Stored data =

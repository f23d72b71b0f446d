//! Show how a piece of text scrubs and parses.
//!
//! Handy for debugging a game profile: paste a log line or a coordinate
//! string and see exactly what the pipeline makes of it.

use std::error::Error;

use clap::Args;

use mmonav::coord::parse_coordinates;
use mmonav::logline::{try_parse_log_line, DEFAULT_LOG_PATTERN};
use mmonav::scrub::scrub_entry;

use super::CoordinateFlags;

#[derive(Debug, Args)]
pub struct ParseArgs {
    /// Text to run through the pipeline
    pub text: String,

    /// Treat the text as a raw log line and extract the location report first
    #[arg(long)]
    pub log_line: bool,

    /// Location pattern for --log-line (case-insensitive)
    #[arg(long, default_value = DEFAULT_LOG_PATTERN)]
    pub pattern: String,

    #[command(flatten)]
    pub coords: CoordinateFlags,
}

pub fn run(args: ParseArgs) -> Result<(), Box<dyn Error>> {
    let text = if args.log_line {
        match try_parse_log_line(&args.text, &args.pattern) {
            Some(tokens) => {
                println!("log line:  {}", args.text);
                println!("extracted: {tokens}");
                tokens
            }
            None => {
                println!("no location report found in line");
                return Ok(());
            }
        }
    } else {
        let scrubbed = scrub_entry(&args.text);
        if scrubbed == args.text {
            println!("scrubbed:  (unchanged) {scrubbed}");
        } else {
            println!("scrubbed:  {scrubbed}");
        }
        scrubbed
    };

    match parse_coordinates(&text, args.coords.order()) {
        Some(data) => {
            println!("order:     {}", args.coords.order());
            println!("x: {}", data.x);
            println!("y: {}", data.y);
            match data.z {
                Some(z) => println!("z: {z}"),
                None => println!("z: -"),
            }
            match data.heading {
                Some(h) => println!("heading: {h}"),
                None => println!("heading: -"),
            }
        }
        None => println!("not a coordinate under order \"{}\"", args.coords.order()),
    }

    Ok(())
}
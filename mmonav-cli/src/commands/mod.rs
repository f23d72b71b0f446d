//! CLI subcommand implementations.

pub mod bearing;
pub mod init_config;
pub mod parse;
pub mod watch;

use clap::Args;

use mmonav::coord::{CoordinateOrder, CoordinateSystem};

/// Coordinate interpretation flags shared by several subcommands.
#[derive(Debug, Args)]
pub struct CoordinateFlags {
    /// Coordinate order, e.g. "x z y d", "y x", "y x z", "x y"
    #[arg(long, default_value = "x z y d")]
    pub order: String,

    /// The game world treats +X as West instead of East
    #[arg(long)]
    pub left_handed: bool,
}

impl CoordinateFlags {
    pub fn order(&self) -> CoordinateOrder {
        CoordinateOrder::parse(&self.order)
    }

    pub fn system(&self) -> CoordinateSystem {
        if self.left_handed {
            CoordinateSystem::LeftHanded
        } else {
            CoordinateSystem::RightHanded
        }
    }
}
//! MMONav CLI - live navigation guidance from game logs and pasted
//! coordinates.
//!
//! This binary provides a terminal front-end to the `mmonav` library.

mod adapters;
mod commands;

use std::process;

use clap::{Parser, Subcommand};

#[derive(Parser)]
#[command(name = "mmonav")]
#[command(about = "Bearing, distance and compass guidance toward in-game locations", long_about = None)]
struct Cli {
    #[command(subcommand)]
    command: Command,
}

#[derive(Subcommand)]
enum Command {
    /// Watch a game log (or pasted text) and print live guidance
    Watch(commands::watch::WatchArgs),
    /// One-shot bearing and distance between two coordinate strings
    Bearing(commands::bearing::BearingArgs),
    /// Show how a piece of text scrubs and parses
    Parse(commands::parse::ParseArgs),
    /// Write a starter profile file
    InitConfig(commands::init_config::InitConfigArgs),
}

fn main() {
    let cli = Cli::parse();

    let result = match cli.command {
        Command::Watch(args) => commands::watch::run(args),
        Command::Bearing(args) => commands::bearing::run(args),
        Command::Parse(args) => commands::parse::run(args),
        Command::InitConfig(args) => commands::init_config::run(args),
    };

    if let Err(e) = result {
        eprintln!("Error: {e}");
        process::exit(1);
    }
}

Your assignment = What lines above hold the word "Error"? List them all.

Task response =
use std::error::Error;
pub fn run(args: ParseArgs) -> Result<(), Box<dyn Error>> {
        eprintln!("Error: {e}");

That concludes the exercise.